BEIJING (Reuters) - Iran wants China’s help to resolve tensions and unrest in the Middle East and is ready to play host to more Chinese firms once sanctions against it are lifted, Iran’s foreign minister said on Tuesday
China and Iran have close diplomatic, economic, trade and energy ties, and China has been active in pushing both the United states and Iran to reach agreement on Iran’s nuclear program.
Under the multilateral deal, agreed in July, sanctions imposed by the United States, European Union and United Nations will be lifted in return for Iran agreeing to long-term curbs on a nuclear program that the West has suspected was aimed at creating a nuclear bomb.
“China and Iran find mutual benefits in many areas,” Iranian Foreign Minister Mohammad Javad Zarif told his Chinese counterpart, Wang Yi, at the beginning of a meeting in Beijing.

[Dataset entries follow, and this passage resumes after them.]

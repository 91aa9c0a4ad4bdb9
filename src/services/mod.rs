// Service exports
pub mod memory;
pub mod store;
pub mod supabase;

pub use memory::MemoryStore;
pub use store::{ProfileStore, MatchLog, FileStore, IdentityProvider, StoreError};
pub use supabase::{SupabaseClient, SupabaseTables, SupabaseError};
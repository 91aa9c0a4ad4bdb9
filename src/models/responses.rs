use serde::{Deserialize, Serialize};
use crate::models::domain::{MatchFilter, MatchedProfile};

/// Response for the spin endpoint
#[derive(Debug, Clone, Serialize, Deserialize)]
pub struct SpinResponse {
    #[serde(rename = "match")]
    pub matched: MatchedProfile,
    #[serde(rename = "whatsappUrl")]
    pub whatsapp_url: String,
    pub filter: MatchFilter,
}

/// Response for avatar uploads
#[derive(Debug, Clone, Serialize, Deserialize)]
pub struct AvatarResponse {
    #[serde(rename = "avatarUrl")]
    pub avatar_url: String,
}

/// Health check response
#[derive(Debug, Clone, Serialize, Deserialize)]
pub struct HealthResponse {
    pub status: String,
    pub version: String,
    pub timestamp: chrono::DateTime<chrono::Utc>,
}

/// Error response
#[derive(Debug, Clone, Serialize, Deserialize)]
pub struct ErrorResponse {
    pub error: String,
    pub message: String,
    #[serde(rename = "statusCode")]
    pub status_code: u16,
}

China is the biggest customer of Iranian oil and Zarif said their economies were “complementary”. The two countries faced “similar challenges as well as opportunities”, he said.

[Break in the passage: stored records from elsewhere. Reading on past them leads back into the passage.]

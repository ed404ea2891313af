//! Port trait definitions for the Application layer.
//!
//! Ports are the interfaces (contracts) that infrastructure must fulfill.
//! This file imports only from `crate::domain`, never from `crate::infra`,
//! `crate::commands`, or `crate::output`.

use std::future::Future;
use std::path::Path;
use std::process::Output;
use std::time::Duration;

use anyhow::Result;

use crate::domain::ShiftCiConfig;
use crate::domain::platform::{
    Account, Application, Cartridge, Credentials, Domain, EmbeddableCartridge, EmbeddedCapability,
    RegisteredKey,
};
use crate::domain::ssh::SshPublicKey;

// ── Platform Ports ────────────────────────────────────────────────────────────

/// Opens authenticated sessions against the hosting platform.
#[allow(async_fn_in_trait)]
pub trait PlatformConnector {
    type Session: PlatformSession;

    /// Authenticate `credentials` against `endpoint` and return a session.
    async fn connect(
        &self,
        client_id: &str,
        credentials: &Credentials,
        endpoint: &str,
    ) -> Result<Self::Session>;
}

/// Resource operations available on an open session.
///
/// Every call is one round trip. Idempotence is the caller's job: look up
/// before you create.
#[allow(async_fn_in_trait)]
pub trait PlatformSession: Clone + Send + Sync + 'static {
    /// The account the session is authenticated as.
    async fn current_user(&self) -> Result<Account>;

    /// The account's domain, if one has been created.
    async fn default_domain(&self) -> Result<Option<Domain>>;

    async fn create_domain(&self, name: &str) -> Result<Domain>;

    /// All applications in `domain`, in the platform's listing order.
    async fn applications(&self, domain: &Domain) -> Result<Vec<Application>>;

    async fn application_by_name(
        &self,
        domain: &Domain,
        name: &str,
    ) -> Result<Option<Application>> {
        Ok(self
            .applications(domain)
            .await?
            .into_iter()
            .find(|app| app.name == name))
    }

    /// Applications running `cartridge`, preserving listing order.
    async fn applications_by_cartridge(
        &self,
        domain: &Domain,
        cartridge: &Cartridge,
    ) -> Result<Vec<Application>> {
        Ok(self
            .applications(domain)
            .await?
            .into_iter()
            .filter(|app| &app.cartridge == cartridge)
            .collect())
    }

    async fn create_application(
        &self,
        domain: &Domain,
        name: &str,
        cartridge: &Cartridge,
    ) -> Result<Application>;

    /// Block until `application` answers or `timeout` elapses.
    ///
    /// Returns `Ok(false)` when the deadline passes. The future is `Send` so
    /// the readiness waiter can run it on a background task.
    fn wait_until_reachable(
        &self,
        application: &Application,
        timeout: Duration,
    ) -> impl Future<Output = Result<bool>> + Send;

    async fn embedded_capability(
        &self,
        domain: &Domain,
        application: &Application,
        cartridge: &EmbeddableCartridge,
    ) -> Result<Option<EmbeddedCapability>>;

    async fn add_embedded_capability(
        &self,
        domain: &Domain,
        application: &Application,
        cartridge: &EmbeddableCartridge,
    ) -> Result<EmbeddedCapability>;

    /// Public keys registered with the account.
    async fn ssh_keys(&self) -> Result<Vec<RegisteredKey>>;

    async fn add_ssh_key(&self, name: &str, key: &SshPublicKey) -> Result<RegisteredKey>;
}

// ── Command Runner Port ───────────────────────────────────────────────────────

/// Abstracts process execution so infrastructure can be swapped or mocked.
#[allow(async_fn_in_trait)]
pub trait CommandRunner {
    /// Run a program in `dir`, streaming its output to the console and
    /// capturing it.
    ///
    /// Implementations should delegate to `run_in_with_timeout` using the
    /// instance's configured default timeout.
    async fn run_in(&self, dir: &Path, program: &str, args: &[&str]) -> Result<Output>;

    /// Run a program in `dir` with a custom timeout override.
    ///
    /// # Errors
    ///
    /// Returns an error if the process cannot be spawned or exceeds `timeout`.
    /// On timeout, the child process must be killed (not left orphaned).
    async fn run_in_with_timeout(
        &self,
        dir: &Path,
        program: &str,
        args: &[&str],
        timeout: Duration,
    ) -> Result<Output>;
}

// ── Progress Reporting Port ───────────────────────────────────────────────────

/// Abstracts progress reporting so services can emit events without
/// depending on the Presentation layer. Sync trait.
pub trait ProgressReporter {
    /// Emit an in-progress step message.
    fn step(&self, message: &str);
    /// Emit a success message, closing the current step.
    fn success(&self, message: &str);
    /// Emit supplementary output such as a platform creation log.
    fn info(&self, message: &str);
    /// Emit a warning message.
    fn warn(&self, message: &str);
}

// ── Filesystem and Config Ports ───────────────────────────────────────────────

/// Abstracts the small amount of local filesystem access the workflow needs.
pub trait LocalFs {
    fn exists(&self, path: &Path) -> bool;
    fn is_dir(&self, path: &Path) -> bool;
    fn read_to_string(&self, path: &Path) -> Result<String>;
}

/// Abstracts loading the user configuration.
pub trait ConfigStore {
    /// Load the configuration, returning defaults when no file exists.
    fn load(&self) -> Result<ShiftCiConfig>;
}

“I agreed with Minister Wang Yi that we share similar views on regional issues, which should be solved in a political way. We would like to cooperate with China on issues in Yemen, Syria and the Middle East, seeking a political solution,” he said.
China has traditionally been a low-key diplomatic player in the region, despite its reliance on its oil, calling for negotiated settlements and decrying threats or the use of force.
“We both agree that the unrest in West Asia and North Africa regions is not sustainable, it should be solved in a political way and we should seek a solution that can address the concerns of different parties,” Wang said.
Zarif thanked China for its role in the nuclear talks.
“After the agreement is implemented, illegal sanctions imposed upon Iran by Western countries will be lifted, a lot of Chinese companies will have more chances to cooperate with Iran,” he said.
China had long objected to unilateral sanctions imposed on Iran by the United States and Europe, though it has supported U.N. ones, and had denounced threats of force.
Wang said China would fulfill its promises and play an active and constructive role in implementing the nuclear agreement.
In July, Chinese President Xi Jinping told U.S. President Barack Obama that China would work with the United States and others to ensure the implementation of the agreement. Xi visits the United States later this month.